The district has worked through most of the items in the capital improvement list, General Manager Dan Kay said, and are now looking at what remains. They happen to be the most expensive projects.
“This push has been in the water plan for 20 years or more,” Commissioner Gene Healy said.
“We’ve talked about it every year since I’ve been here, on some level. In the last few years there has been some potential funding available. And so we decided that maybe we should take that next step, and that is to do some evaluation, and that is what we are doing.”
The evaluation has a lot of off ramps, Healy explained.
“You stop if it isn’t feasible,” he said. “One of them is funding. Is there enough water, is it good enough quality? If we come to one of those and we’re blocked on going any further on the flow chart you forget about it or come up with an alternate plan.”
So far this time around the PUD hasn’t hit an off ramp, but it’s still early.
A hydrogeology study determined that water was more likely to be found on the northerly part of the island, and a potential location was found and purchased by the PUD this spring for $50,000.
The PUD looked at several locations before settling on the spot, even getting calls from customers who read about the project in The Wahkiakum County Eagle who were offering their own parcels of land for testing.
The next step will be to drill a well.
“We’re not going to drop a hose in the Columbia River to supply a Class A water system,” Kay said. “It’s totally illegal and the amount of clean up? We can’t do that.”
“These options that we are looking at are very reasonable from an engineering perspective,” he continued. “You either have surface water or you have ground water. Surface water is a lake, a river, a stream. It’s much more expensive to operate and maintain. You get a lot of stuff in the water you may not want to drink and we have to treat it.”
That’s one reason why they are seeking a groundwater source. The second is that they are “historically less expensive to operate and maintain.”
“Working with DOE and getting the type of water right,” Kay said, “that is what has been suggested. Are there a hundred different ways to probably do this, possibly, but we have a very reputable firm that the district and the town use.”
Meanwhile, the PUD has taken a more dynamic and determined approach in seeking funding for the project.
According to Kay, engineers from Gray and Osborne believe the project could cost roughly $2.5 million.
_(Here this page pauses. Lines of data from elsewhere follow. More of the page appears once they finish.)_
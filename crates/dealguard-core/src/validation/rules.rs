//! The four validation checks. Each one looks at the whole table and returns
//! a [`CheckOutcome`]; data-quality findings are outcomes, never errors.

use arrow::{
    array::{Array, ArrayRef, StringArray},
    datatypes::DataType,
};
use tracing::debug;

use crate::{
    errors::RuleError,
    results::CheckOutcome,
    schema::ColumnType,
    utils::{date_parser::parse_date, numbers::parse_number},
    validation::ValidationContext,
};

/// VAL-001: every required column is present.
pub fn required_columns(ctx: &ValidationContext) -> Result<CheckOutcome, RuleError> {
    let required = ctx
        .schema
        .required_columns
        .as_ref()
        .ok_or(RuleError::MissingSchemaSection("requiredColumns"))?;
    let rows = ctx.table.num_rows();
    let missing: Vec<&str> = required
        .iter()
        .filter(|column| !ctx.table.has_column(column))
        .map(String::as_str)
        .collect();

    if missing.is_empty() {
        Ok(CheckOutcome::pass("All required columns present", rows))
    } else {
        Ok(CheckOutcome::fail(
            format!("Missing required columns: {}", missing.join(", ")),
            rows,
            rows,
        ))
    }
}

/// Non-null cells of `array` that are not representable as a number.
fn count_non_numeric(array: &ArrayRef) -> usize {
    match array.data_type() {
        DataType::Utf8 => array
            .as_any()
            .downcast_ref::<StringArray>()
            .map(|strings| {
                strings
                    .iter()
                    .flatten()
                    .filter(|v| parse_number(v).is_none())
                    .count()
            })
            .unwrap_or(0),
        t if t.is_numeric() || t == &DataType::Null => 0,
        _ => array.len() - array.null_count(),
    }
}

fn count_unparsed_dates(array: &ArrayRef) -> usize {
    array
        .as_any()
        .downcast_ref::<StringArray>()
        .map(|strings| {
            strings
                .iter()
                .flatten()
                .filter(|v| parse_date(v).is_none())
                .count()
        })
        .unwrap_or(0)
}

/// VAL-002: declared numeric columns hold numbers. Declared date columns are
/// parsed best-effort; values that do not parse are tolerated.
pub fn data_types(ctx: &ValidationContext) -> Result<CheckOutcome, RuleError> {
    let definitions = ctx
        .schema
        .column_definitions
        .as_ref()
        .ok_or(RuleError::MissingSchemaSection("columnDefinitions"))?;
    let rows = ctx.table.num_rows();

    let mut total_errors = 0;
    let mut details = Vec::new();
    let mut absent = Vec::new();
    for (column, column_type) in definitions {
        let Some(array) = ctx.table.column(column) else {
            absent.push(format!("{}: column not present", column));
            continue;
        };
        let column_type = column_type.ok_or(RuleError::MissingSchemaSection("dataType"))?;
        if column_type.is_numeric() {
            let non_numeric = count_non_numeric(array);
            if non_numeric > 0 {
                total_errors += non_numeric;
                details.push(format!("{}: {} non-numeric values", column, non_numeric));
            }
        } else if column_type == ColumnType::Date {
            let unparsed = count_unparsed_dates(array);
            if unparsed > 0 {
                debug!(column = %column, unparsed, "date values tolerated as null");
            }
        }
    }

    let mut message = if details.is_empty() {
        "All data types valid".to_string()
    } else {
        details.join("; ")
    };
    if !absent.is_empty() {
        message = format!("{} ({})", message, absent.join("; "));
    }

    if total_errors == 0 {
        Ok(CheckOutcome::pass(message, rows))
    } else {
        Ok(CheckOutcome::fail(message, rows, total_errors))
    }
}

/// Share of null cells, in percent. An empty table has 0% nulls.
pub fn null_percentage(array: &ArrayRef) -> f64 {
    if array.is_empty() {
        return 0.0;
    }
    array.null_count() as f64 / array.len() as f64 * 100.0
}

/// VAL-003: no column exceeds its null threshold. Counts columns, not rows.
pub fn null_thresholds(ctx: &ValidationContext) -> Result<CheckOutcome, RuleError> {
    let names = ctx.table.column_names();
    let mut violations = Vec::new();
    for (name, array) in names.iter().zip(ctx.table.columns()) {
        let percentage = null_percentage(array);
        let threshold = ctx.schema.null_threshold(name);
        if percentage > threshold {
            violations.push(format!(
                "{}: {:.1}% nulls (threshold: {}%)",
                name, percentage, threshold
            ));
        }
    }

    let columns = names.len();
    if violations.is_empty() {
        Ok(CheckOutcome::pass("All null thresholds met", columns))
    } else {
        let count = violations.len();
        Ok(CheckOutcome::fail(violations.join("; "), columns, count))
    }
}

/// VAL-004: categorical fields only hold canonical values.
pub fn allowed_values(ctx: &ValidationContext) -> Result<CheckOutcome, RuleError> {
    let Some(allowed) = ctx.allowed_values else {
        return Ok(CheckOutcome::pass("No allowed values file found", 0));
    };
    let rows = ctx.table.num_rows();

    let mut total = 0;
    let mut violations = Vec::new();
    for (field, _) in allowed.fields() {
        let Some(array) = ctx.table.column(field) else {
            continue;
        };
        let strings = arrow::compute::cast(array.as_ref(), &DataType::Utf8)?;
        let strings = strings
            .as_any()
            .downcast_ref::<StringArray>()
            .ok_or_else(|| RuleError::UnexpectedType {
                column: field.clone(),
                found: array.data_type().to_string(),
            })?;
        let invalid = strings
            .iter()
            .flatten()
            .filter(|v| !allowed.is_allowed(field, v))
            .count();
        if invalid > 0 {
            violations.push(format!("{}: {} invalid values", field, invalid));
            total += invalid;
        }
    }

    if violations.is_empty() {
        Ok(CheckOutcome::pass("All categorical values valid", rows))
    } else {
        Ok(CheckOutcome::fail(violations.join("; "), rows, total))
    }
}

#[cfg(test)]
mod tests {
    use super::*;
    use crate::{
        schema::{AllowedValues, ValidationSchema},
        table::Table,
    };
    use arrow::array::Float64Array;
    use std::sync::Arc;

    fn schema() -> ValidationSchema {
        ValidationSchema {
            required_columns: Some(vec!["OpportunityID".into(), "Stage".into()]),
            column_definitions: Some(vec![
                ("EstimatedValue".into(), Some(ColumnType::Numeric)),
                ("CreatedDate".into(), Some(ColumnType::Date)),
                ("Region".into(), Some(ColumnType::String)),
            ]),
            ..Default::default()
        }
    }

    #[test]
    fn test_required_columns_lists_missing() {
        let table = Table::from_strings(vec![("OpportunityID", vec![Some("OPP-1")])]).unwrap();
        let schema = schema();
        let ctx = ValidationContext::new(&table, &schema, None);
        let outcome = required_columns(&ctx).unwrap();
        assert!(!outcome.passed);
        assert_eq!(outcome.message, "Missing required columns: Stage");
        assert_eq!((outcome.rows_checked, outcome.rows_passed, outcome.rows_failed), (1, 0, 1));
    }

    #[test]
    fn test_required_columns_without_section_errors() {
        let table = Table::from_strings(vec![("Stage", vec![Some("Lead")])]).unwrap();
        let schema = ValidationSchema::from_json_str("{}", "empty").unwrap();
        let ctx = ValidationContext::new(&table, &schema, None);
        assert!(matches!(
            required_columns(&ctx),
            Err(RuleError::MissingSchemaSection("requiredColumns"))
        ));
    }

    #[test]
    fn test_data_types_counts_non_numeric_text() {
        let table = Table::from_strings(vec![
            ("EstimatedValue", vec![Some("12500.0"), Some("abc"), None, Some("$5")]),
            ("CreatedDate", vec![Some("2024-01-05"), Some("someday"), None, None]),
        ])
        .unwrap();
        let schema = schema();
        let ctx = ValidationContext::new(&table, &schema, None);
        let outcome = data_types(&ctx).unwrap();
        assert!(!outcome.passed);
        assert_eq!(outcome.rows_failed, 2);
        assert_eq!(outcome.rows_passed, 2);
        assert!(outcome.message.starts_with("EstimatedValue: 2 non-numeric values"));
        assert!(outcome.message.contains("Region: column not present"));
    }

    #[test]
    fn test_data_types_missing_declared_type_errors() {
        let table = Table::from_strings(vec![("Owner", vec![Some("ana")])]).unwrap();
        let schema = ValidationSchema {
            column_definitions: Some(vec![
                ("Region".into(), None),
                ("Owner".into(), None),
            ]),
            ..Default::default()
        };
        let ctx = ValidationContext::new(&table, &schema, None);
        assert!(matches!(
            data_types(&ctx),
            Err(RuleError::MissingSchemaSection("dataType"))
        ));

        // an untyped definition for an absent column is only noted
        let only_region = ValidationSchema {
            column_definitions: Some(vec![("Region".into(), None)]),
            ..Default::default()
        };
        let ctx = ValidationContext::new(&table, &only_region, None);
        assert!(data_types(&ctx).unwrap().passed);
    }

    #[test]
    fn test_data_types_accepts_float_column() {
        let table = Table::try_from_columns(
            vec![(
                "EstimatedValue".to_string(),
                Arc::new(Float64Array::from(vec![Some(1.0), None])) as ArrayRef,
            )],
            2,
        )
        .unwrap();
        let schema = schema();
        let ctx = ValidationContext::new(&table, &schema, None);
        assert!(data_types(&ctx).unwrap().passed);
    }

    #[test]
    fn test_null_threshold_is_strict() {
        // 2 of 4 null = 50%: not a violation at the default threshold
        let at = Table::from_strings(vec![("Stage", vec![Some("a"), Some("b"), None, None])])
            .unwrap();
        let schema = schema();
        let ctx = ValidationContext::new(&at, &schema, None);
        assert!(null_thresholds(&ctx).unwrap().passed);

        let above = Table::from_strings(vec![("Stage", vec![Some("a"), None, None, None])])
            .unwrap();
        let ctx = ValidationContext::new(&above, &schema, None);
        let outcome = null_thresholds(&ctx).unwrap();
        assert!(!outcome.passed);
        assert_eq!(outcome.message, "Stage: 75.0% nulls (threshold: 50%)");
        assert_eq!((outcome.rows_checked, outcome.rows_failed), (1, 1));
    }

    #[test]
    fn test_null_threshold_empty_table() {
        let table = Table::from_strings(vec![("Stage", vec![])]).unwrap();
        let schema = schema();
        let ctx = ValidationContext::new(&table, &schema, None);
        assert!(null_thresholds(&ctx).unwrap().passed);
    }

    #[test]
    fn test_allowed_values() {
        let table = Table::from_strings(vec![(
            "Stage",
            vec![Some("Lead"), Some("Maybe"), None, Some("Closed-Won")],
        )])
        .unwrap();
        let schema = schema();

        let ctx = ValidationContext::new(&table, &schema, None);
        let outcome = allowed_values(&ctx).unwrap();
        assert!(outcome.passed);
        assert_eq!(outcome.rows_checked, 0);

        let allowed = AllowedValues::new()
            .with_field("Stage", &["Lead", "Closed-Won"])
            .with_field("Region", &["EMEA"]);
        let ctx = ValidationContext::new(&table, &schema, Some(&allowed));
        let outcome = allowed_values(&ctx).unwrap();
        assert!(!outcome.passed);
        assert_eq!(outcome.message, "Stage: 1 invalid values");
        assert_eq!((outcome.rows_checked, outcome.rows_passed, outcome.rows_failed), (4, 3, 1));
    }
}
“We need to take advantage of the funding opportunities,” said Wilson. “That is how this project will come to fruition.”
If they do secure funding, the PUD hopes to have 80 to 90 percent of the project funded by grants or something that will come with loan forgiveness, paid for by the federal government or the state, with little to no cash impact on the customer, Kay explained.
And if the project gets done, there is a potential that the PUD could supply their own water to Puget Island for less that what they are buying from the town, Kay said.
While rates are unlikely to ever decrease, it helps the PUD minimize the trajectory when they go up.
“Just getting a water treatment facility and a well hooked up to the Puget Island water customers, I don’t believe it will drive up rates,” Healy said.
As for whether it could proposed project could become an alternate water source for the town, it’s much too early to say. It’s not in their initial plan, Healy explained.
“As far as I’m concerned the reason we are thinking about putting a well on Puget Island is because we serve Puget Island,” he said. “We don’t have the responsibility to worry about Cathlamet’s water other than the fact that potentially it could be a secondary feed to help out this system.”
“It will be set up and ready to serve Puget Island,” Kay said. “Will it be able to do more? Absolutely. Do we know to what level? That still comes in the future.”